- _ASSIGNED TASK_: Each record must be retyped in full. No character may differ.

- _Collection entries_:
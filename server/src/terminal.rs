use std::io::{self, BufWriter, Stdout, Write};

use common::color::PixelColor;
use crossterm::{
    cursor::{self, MoveTo},
    execute, queue,
    style::{Color, Print, ResetColor, SetBackgroundColor},
    terminal::{self, Clear, ClearType},
};

use crate::surface::{DisplaySurface, PixelBuffer, SurfaceSize};

/// 每个像素占用的终端列数，两列接近正方形
const CELL_WIDTH: u16 = 2;

/// 在终端里用背景色方块模拟点阵屏
///
/// `swap` 时只重绘与上一帧不同的像素，所有指令批量写入后一次性 flush
pub struct TerminalSurface {
    writer: BufWriter<Stdout>,
    back: PixelBuffer,
    /// 终端上当前显示的内容，None 表示需要整屏重绘
    shown: Option<PixelBuffer>,
    status: String,
}

impl TerminalSurface {
    pub fn new(size: SurfaceSize) -> io::Result<Self> {
        let mut writer = BufWriter::new(io::stdout());
        execute!(writer, cursor::Hide, Clear(ClearType::All))?;
        Ok(Self {
            writer,
            back: PixelBuffer::new(size),
            shown: None,
            status: String::new(),
        })
    }

    fn draw(&mut self) -> io::Result<()> {
        for (y, row) in self.back.rows().enumerate() {
            for (x, color) in row.iter().enumerate() {
                let unchanged = self
                    .shown
                    .as_ref()
                    .and_then(|shown| shown.pixel(x, y))
                    .is_some_and(|prev| prev == *color);
                if unchanged {
                    continue;
                }
                queue!(
                    self.writer,
                    MoveTo(x as u16 * CELL_WIDTH, y as u16),
                    SetBackgroundColor(to_terminal_color(*color)),
                    Print("  ")
                )?;
            }
        }
        queue!(
            self.writer,
            ResetColor,
            MoveTo(0, self.back.size().rows as u16),
            terminal::Clear(ClearType::CurrentLine),
            Print(&self.status)
        )?;
        self.writer.flush()
    }
}

impl DisplaySurface for TerminalSurface {
    fn size(&self) -> SurfaceSize {
        self.back.size()
    }

    fn fill(&mut self, color: PixelColor) {
        self.back.fill(color);
    }

    fn set_pixel(&mut self, x: usize, y: usize, color: PixelColor) {
        self.back.set_pixel(x as i64, y as i64, color);
    }

    fn swap(&mut self) -> io::Result<()> {
        self.draw()?;
        self.shown = Some(self.back.clone());
        Ok(())
    }

    fn set_status(&mut self, status: &str) {
        self.status = status.to_string();
    }
}

impl Drop for TerminalSurface {
    fn drop(&mut self) {
        let _ = execute!(self.writer, ResetColor, cursor::Show);
    }
}

fn to_terminal_color(color: PixelColor) -> Color {
    Color::Rgb {
        r: color.r,
        g: color.g,
        b: color.b,
    }
}
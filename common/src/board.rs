use serde::{Deserialize, Serialize};

/// 棋盘逻辑坐标，原点在左下角，y 轴向上
#[derive(Debug, Clone, Copy, PartialEq, Eq, Hash, Serialize, Deserialize)]
pub struct Point {
    #[serde(rename = "X")]
    pub x: i32,
    #[serde(rename = "Y")]
    pub y: i32,
}

impl Point {
    pub const fn new(x: i32, y: i32) -> Self {
        Self { x, y }
    }
}

/// 一个回合的完整棋盘快照
#[derive(Debug, Clone, Default, PartialEq, Serialize, Deserialize)]
#[serde(rename_all = "PascalCase")]
pub struct Frame {
    pub turn: u32,
    #[serde(default)]
    pub food: Vec<Point>,
    #[serde(default)]
    pub hazards: Vec<Point>,
    #[serde(default)]
    pub snakes: Vec<Snake>,
}

#[derive(Debug, Clone, Default, PartialEq, Serialize, Deserialize)]
#[serde(rename_all = "PascalCase")]
pub struct Snake {
    #[serde(default, rename = "ID")]
    pub id: String,
    #[serde(default)]
    pub name: String,
    /// 蛇身，第一个元素是蛇头
    #[serde(default)]
    pub body: Vec<Point>,
    /// `#RRGGBB` 格式的颜色
    #[serde(default)]
    pub color: String,
    /// 引擎可能发送 `false`、`null` 或者死亡详情对象
    #[serde(default)]
    pub death: Option<serde_json::Value>,
}

impl Snake {
    pub fn is_alive(&self) -> bool {
        matches!(
            self.death,
            None | Some(serde_json::Value::Null) | Some(serde_json::Value::Bool(false))
        )
    }
}

/// 规则类型，`wrapped` 棋盘上下左右首尾相连
#[derive(Debug, Clone, PartialEq, Eq, Default)]
pub enum RulesetKind {
    #[default]
    Standard,
    Wrapped,
    Other(String),
}

impl RulesetKind {
    pub fn from_name(name: &str) -> Self {
        match name {
            "standard" => RulesetKind::Standard,
            "wrapped" => RulesetKind::Wrapped,
            other => RulesetKind::Other(other.to_owned()),
        }
    }

    pub fn is_wrapped(&self) -> bool {
        matches!(self, RulesetKind::Wrapped)
    }
}

/// 一局游戏的棋盘尺寸与规则，会话开始时确定，之后不再变化
#[derive(Debug, Clone, PartialEq, Eq)]
pub struct BoardSpec {
    pub width: i32,
    pub height: i32,
    pub ruleset: RulesetKind,
}

impl BoardSpec {
    pub fn new(width: i32, height: i32, ruleset: RulesetKind) -> Self {
        Self {
            width,
            height,
            ruleset,
        }
    }
}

- _THE COMPLETED TASK_:
filename server/src/terminal.rs
use std::io::{self, BufWriter, Stdout, Write};

use common::color::PixelColor;
use crossterm::{
    cursor::{self, MoveTo},
    execute, queue,
    style::{Color, Print, ResetColor, SetBackgroundColor},
    terminal::{self, Clear, ClearType},
};

use crate::surface::{DisplaySurface, PixelBuffer, SurfaceSize};

/// 每个像素占用的终端列数，两列接近正方形
const CELL_WIDTH: u16 = 2;

/// 在终端里用背景色方块模拟点阵屏
///
/// `swap` 时只重绘与上一帧不同的像素，所有指令批量写入后一次性 flush
pub struct TerminalSurface {
    writer: BufWriter<Stdout>,
    back: PixelBuffer,
    /// 终端上当前显示的内容，None 表示需要整屏重绘
    shown: Option<PixelBuffer>,
    status: String,
}

impl TerminalSurface {
    pub fn new(size: SurfaceSize) -> io::Result<Self> {
        let mut writer = BufWriter::new(io::stdout());
        execute!(writer, cursor::Hide, Clear(ClearType::All))?;
        Ok(Self {
            writer,
            back: PixelBuffer::new(size),
            shown: None,
            status: String::new(),
        })
    }

    fn draw(&mut self) -> io::Result<()> {
        for (y, row) in self.back.rows().enumerate() {
            for (x, color) in row.iter().enumerate() {
                let unchanged = self
                    .shown
                    .as_ref()
                    .and_then(|shown| shown.pixel(x, y))
                    .is_some_and(|prev| prev == *color);
                if unchanged {
                    continue;
                }
                queue!(
                    self.writer,
                    MoveTo(x as u16 * CELL_WIDTH, y as u16),
                    SetBackgroundColor(to_terminal_color(*color)),
                    Print("  ")
                )?;
            }
        }
        queue!(
            self.writer,
            ResetColor,
            MoveTo(0, self.back.size().rows as u16),
            terminal::Clear(ClearType::CurrentLine),
            Print(&self.status)
        )?;
        self.writer.flush()
    }
}

impl DisplaySurface for TerminalSurface {
    fn size(&self) -> SurfaceSize {
        self.back.size()
    }

    fn fill(&mut self, color: PixelColor) {
        self.back.fill(color);
    }

    fn set_pixel(&mut self, x: usize, y: usize, color: PixelColor) {
        self.back.set_pixel(x as i64, y as i64, color);
    }

    fn swap(&mut self) -> io::Result<()> {
        self.draw()?;
        self.shown = Some(self.back.clone());
        Ok(())
    }

    fn set_status(&mut self, status: &str) {
        self.status = status.to_string();
    }
}

impl Drop for TerminalSurface {
    fn drop(&mut self) {
        let _ = execute!(self.writer, ResetColor, cursor::Show);
    }
}

fn to_terminal_color(color: PixelColor) -> Color {
    Color::Rgb {
        r: color.r,
        g: color.g,
        b: color.b,
    }
}
filename common/src/board.rs
use serde::{Deserialize, Serialize};

/// 棋盘逻辑坐标，原点在左下角，y 轴向上
#[derive(Debug, Clone, Copy, PartialEq, Eq, Hash, Serialize, Deserialize)]
pub struct Point {
    #[serde(rename = "X")]
    pub x: i32,
    #[serde(rename = "Y")]
    pub y: i32,
}

impl Point {
    pub const fn new(x: i32, y: i32) -> Self {
        Self { x, y }
    }
}

/// 一个回合的完整棋盘快照
#[derive(Debug, Clone, Default, PartialEq, Serialize, Deserialize)]
#[serde(rename_all = "PascalCase")]
pub struct Frame {
    pub turn: u32,
    #[serde(default)]
    pub food: Vec<Point>,
    #[serde(default)]
    pub hazards: Vec<Point>,
    #[serde(default)]
    pub snakes: Vec<Snake>,
}

#[derive(Debug, Clone, Default, PartialEq, Serialize, Deserialize)]
#[serde(rename_all = "PascalCase")]
pub struct Snake {
    #[serde(default, rename = "ID")]
    pub id: String,
    #[serde(default)]
    pub name: String,
    /// 蛇身，第一个元素是蛇头
    #[serde(default)]
    pub body: Vec<Point>,
    /// `#RRGGBB` 格式的颜色
    #[serde(default)]
    pub color: String,
    /// 引擎可能发送 `false`、`null` 或者死亡详情对象
    #[serde(default)]
    pub death: Option<serde_json::Value>,
}

impl Snake {
    pub fn is_alive(&self) -> bool {
        matches!(
            self.death,
            None | Some(serde_json::Value::Null) | Some(serde_json::Value::Bool(false))
        )
    }
}

/// 规则类型，`wrapped` 棋盘上下左右首尾相连
#[derive(Debug, Clone, PartialEq, Eq, Default)]
pub enum RulesetKind {
    #[default]
    Standard,
    Wrapped,
    Other(String),
}

impl RulesetKind {
    pub fn from_name(name: &str) -> Self {
        match name {
            "standard" => RulesetKind::Standard,
            "wrapped" => RulesetKind::Wrapped,
            other => RulesetKind::Other(other.to_owned()),
        }
    }

    pub fn is_wrapped(&self) -> bool {
        matches!(self, RulesetKind::Wrapped)
    }
}

/// 一局游戏的棋盘尺寸与规则，会话开始时确定，之后不再变化
#[derive(Debug, Clone, PartialEq, Eq)]
pub struct BoardSpec {
    pub width: i32,
    pub height: i32,
    pub ruleset: RulesetKind,
}

impl BoardSpec {
    pub fn new(width: i32, height: i32, ruleset: RulesetKind) -> Self {
        Self {
            width,
            height,
            ruleset,
        }
    }
}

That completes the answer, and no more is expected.